We include the changes for one example from Megatron-LM’s ParallelMLP. Three more model-parallel layers in transformer.py proceed similarly.

The model parallel layers of Megatron-LM have a special form in which the additive bias of the layer is delayed and instead returned from forward() to be fused with a later operator. DeepSpeed’s deepspeed.zero.TiledLinearReturnBias subclass of TiledLinear simply also forwards the returned bias parameter without accumulating.

@@ -1,6 +1,9 @@
-self.dense_h_to_4h = mpu.ColumnParallelLinear(
+self.dense_h_to_4h = deepspeed.zero.TiledLinearReturnBias(
     args.hidden_size,
     4 * args.hidden_size,
+    in_splits=args.tile_factor,
+    out_splits=4*args.tile_factor,
+    linear_cls=mpu.ColumnParallelLinear,
     gather_output=False,
     init_method=init_method,
     skip_bias_add=True)

Note that we scale in_splits and out_splits proportionally with input_size and output_size. This results in tiles of fixed size [hidden/tile_factor, hidden/tile_factor].

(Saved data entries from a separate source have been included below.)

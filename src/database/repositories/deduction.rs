use anyhow::Result;
use bigdecimal::BigDecimal;
use chrono::Utc;
use sqlx::{PgPool, Postgres, Transaction};
use uuid::Uuid;

use crate::database::models::{DeductionLedger, Loan};

#[derive(Clone)]
pub struct DeductionRepository {
    pool: PgPool,
}

impl DeductionRepository {
    pub fn new(pool: PgPool) -> Self {
        Self { pool }
    }

    pub async fn active_ledgers_for(&self, employee_id: Uuid) -> Result<Vec<DeductionLedger>> {
        let ledgers = sqlx::query_as::<_, DeductionLedger>(
            r#"
            SELECT
                id, employee_id, label, amount_per_period, installments_total,
                installments_paid, remaining_balance, is_active,
                created_at, updated_at
            FROM
                deduction_ledgers
            WHERE
                employee_id = $1 AND is_active = TRUE
            ORDER BY
                created_at
            "#,
        )
        .bind(employee_id)
        .fetch_all(&self.pool)
        .await?;

        Ok(ledgers)
    }

    pub async fn active_loans_for(&self, employee_id: Uuid) -> Result<Vec<Loan>> {
        let loans = sqlx::query_as::<_, Loan>(
            r#"
            SELECT
                id, employee_id, loan_type, principal, monthly_amortization,
                remaining_balance, is_active, created_at, updated_at
            FROM
                loans
            WHERE
                employee_id = $1 AND is_active = TRUE
            ORDER BY
                created_at
            "#,
        )
        .bind(employee_id)
        .fetch_all(&self.pool)
        .await?;

        Ok(loans)
    }

    /// Settle one collected installment; deactivates the ledger once fully
    /// collected. Runs inside the mark-paid transaction.
    pub async fn settle_ledger_installment(
        &self,
        tx: &mut Transaction<'_, Postgres>,
        ledger_id: Uuid,
        amount: &BigDecimal,
    ) -> Result<()> {
        let now = Utc::now();

        sqlx::query(
            r#"
            UPDATE deduction_ledgers
            SET
                installments_paid = installments_paid + 1,
                remaining_balance = GREATEST(remaining_balance - $1, 0),
                is_active = (installments_paid + 1 < installments_total
                             AND remaining_balance - $1 > 0),
                updated_at = $2
            WHERE
                id = $3
            "#,
        )
        .bind(amount)
        .bind(now)
        .bind(ledger_id)
        .execute(&mut **tx)
        .await?;

        Ok(())
    }

    /// Settle one collected amortization; closes the loan at zero balance.
    /// Runs inside the mark-paid transaction.
    pub async fn settle_loan_amortization(
        &self,
        tx: &mut Transaction<'_, Postgres>,
        loan_id: Uuid,
        amount: &BigDecimal,
    ) -> Result<()> {
        let now = Utc::now();

        sqlx::query(
            r#"
            UPDATE loans
            SET
                remaining_balance = GREATEST(remaining_balance - $1, 0),
                is_active = (remaining_balance - $1 > 0),
                updated_at = $2
            WHERE
                id = $3
            "#,
        )
        .bind(amount)
        .bind(now)
        .bind(loan_id)
        .execute(&mut **tx)
        .await?;

        Ok(())
    }
}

Registering external parameters

Deprecated: DeepSpeed version 0.3.15 introduced automatic external parameter registration and this step is no longer needed.

Extracting weights

If you need to take the pretrained weights out of Deepspeed here is what you can do for getting fp16 weights:

  • under ZeRO-2, state_dict contains the fp16 model weights and these can be saved normally with torch.save.
  • under ZeRO-3, state_dict contains just the placeholders since the model weights are partitioned across multiple GPUs. If you want to get to these weights enable:
    "zero_optimization": {
        "stage3_gather_16bit_weights_on_model_save": true
    },

And then save the model using:

            if self.deepspeed:
                self.deepspeed.save_16bit_model(output_dir, output_file)

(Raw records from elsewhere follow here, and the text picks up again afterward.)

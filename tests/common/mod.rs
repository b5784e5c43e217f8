#![allow(dead_code)]

use std::collections::HashMap;

use bigdecimal::BigDecimal;
use chrono::{NaiveDate, NaiveTime, Utc};
use uuid::Uuid;

use sweldo_be::database::models::{
    LatePolicy, PagibigBracket, PhilhealthConfig, ShiftTemplate, SssBracket, TaxBracket,
};
use sweldo_be::services::attendance::AttendancePolicy;
use sweldo_be::services::statutory::StatutoryTables;

pub fn dec(s: &str) -> BigDecimal {
    s.parse().expect("decimal literal")
}

pub fn date(y: i32, m: u32, d: u32) -> NaiveDate {
    NaiveDate::from_ymd_opt(y, m, d).expect("valid date")
}

pub fn time(h: u32, m: u32) -> NaiveTime {
    NaiveTime::from_hms_opt(h, m, 0).expect("valid time")
}

pub fn policy(grace: i32, late_policy: LatePolicy, overtime: bool) -> AttendancePolicy {
    AttendancePolicy {
        grace_period_minutes: grace,
        late_policy,
        is_overtime_allowed: overtime,
    }
}

pub fn shift(start: (u32, u32), end: (u32, u32)) -> ShiftTemplate {
    ShiftTemplate {
        id: Uuid::new_v4(),
        company_id: Uuid::new_v4(),
        name: "fixture shift".to_string(),
        start_time: time(start.0, start.1),
        end_time: time(end.0, end.1),
        created_at: Utc::now(),
        updated_at: Utc::now(),
    }
}

fn sss_bracket(min: &str, max: &str, msc: &str, ec: &str) -> SssBracket {
    SssBracket {
        id: Uuid::new_v4(),
        effective_year: 2025,
        min_salary: dec(min),
        max_salary: dec(max),
        msc: dec(msc),
        ee_rate: dec("0.05"),
        er_rate: dec("0.10"),
        ec_amount: dec(ec),
        is_active: true,
    }
}

/// The seeded 2025 SSS ladder: MSC 5,000 to 35,000 in 500-peso steps.
pub fn sss_ladder() -> Vec<SssBracket> {
    let mut ladder = vec![sss_bracket("0", "5249.99", "5000", "10.00")];
    let mut msc = 5500;
    while msc <= 34500 {
        let ec = if msc < 15000 { "10.00" } else { "30.00" };
        ladder.push(sss_bracket(
            &format!("{}", msc - 250),
            &format!("{}.99", msc + 249),
            &format!("{}", msc),
            ec,
        ));
        msc += 500;
    }
    ladder.push(sss_bracket("34750", "99999999.99", "35000", "30.00"));
    ladder
}

pub fn philhealth_config() -> PhilhealthConfig {
    PhilhealthConfig {
        id: Uuid::new_v4(),
        effective_year: 2025,
        min_salary: dec("10000"),
        max_salary: dec("100000"),
        premium_rate: dec("0.05"),
        ee_share_percent: dec("50.00"),
        er_share_percent: dec("50.00"),
        is_active: true,
    }
}

pub fn pagibig_tiers() -> Vec<PagibigBracket> {
    let tier = |min: &str, max: &str, ee: &str| PagibigBracket {
        id: Uuid::new_v4(),
        effective_year: 2025,
        min_salary: dec(min),
        max_salary: dec(max),
        ee_rate: dec(ee),
        er_rate: dec("0.02"),
        max_fund_salary: dec("10000"),
        is_active: true,
    };
    vec![
        tier("0", "1499.99", "0.01"),
        tier("1500", "99999999.99", "0.02"),
    ]
}

pub fn tax_table() -> Vec<TaxBracket> {
    let bracket = |min: &str, max: &str, base: &str, pct: &str, over: &str| TaxBracket {
        id: Uuid::new_v4(),
        effective_year: 2025,
        min_salary: dec(min),
        max_salary: dec(max),
        base_tax: dec(base),
        percentage: dec(pct),
        excess_over: dec(over),
        is_active: true,
    };
    vec![
        bracket("0", "20833.00", "0", "0", "0"),
        bracket("20833.01", "33333.00", "0", "15.00", "20833"),
        bracket("33333.01", "66667.00", "1875.00", "20.00", "33333"),
        bracket("66667.01", "166667.00", "8541.80", "25.00", "66667"),
        bracket("166667.01", "666667.00", "33541.80", "30.00", "166667"),
        bracket("666667.01", "99999999.99", "183541.80", "35.00", "666667"),
    ]
}

pub fn statutory_tables() -> StatutoryTables {
    StatutoryTables {
        year: 2025,
        sss: sss_ladder(),
        philhealth: Some(philhealth_config()),
        pagibig: pagibig_tiers(),
        tax: tax_table(),
        overtime_rates: HashMap::new(),
    }
}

Because it requires consolidation of the weights on one GPU it can be slow and memory demanding, so only use this feature when needed.

Note that if stage3_gather_16bit_weights_on_model_save is False, no weights will be saved (again, because state_dict doesn’t have them). You can use this method to save ZeRO-2 weights as well.

If you’d like to get the fp32 weights, we supply a special script that can do offline consolidation. It requires no configuration files or GPUs. Here is an example of its usage:

$ cd /path/to/checkpoint_dir
$ ./zero_to_fp32.py . pytorch_model.bin
Processing zero checkpoint at global_step1
Detected checkpoint of type zero stage 3, world_size: 2
Saving fp32 state dict to pytorch_model.bin (total_numel=60506624)

The zero_to_fp32.py script gets created automatically when you save a checkpoint.

Note: currently this script uses 2x memory (general RAM) of the size of the final checkpoint.

Alternatively, if you have plenty of spare CPU memory and instead of getting the file you want your model to be updated to its fp32 weights, you can do the following at the end of the training:

    from deepspeed.utils.zero_to_fp32 import load_state_dict_from_zero_checkpoint
    fp32_model = load_state_dict_from_zero_checkpoint(deepspeed.module, checkpoint_dir)

Beware, that the model will be good for saving, but no longer good for continuing the training and will require a deepspeed.initialize() anew.

If you just want the state_dict, you can do:

    from deepspeed.utils.zero_to_fp32 import get_fp32_state_dict_from_zero_checkpoint
    state_dict = get_fp32_state_dict_from_zero_checkpoint(checkpoint_dir)

Congratulations! You have completed the ZeRO tutorial.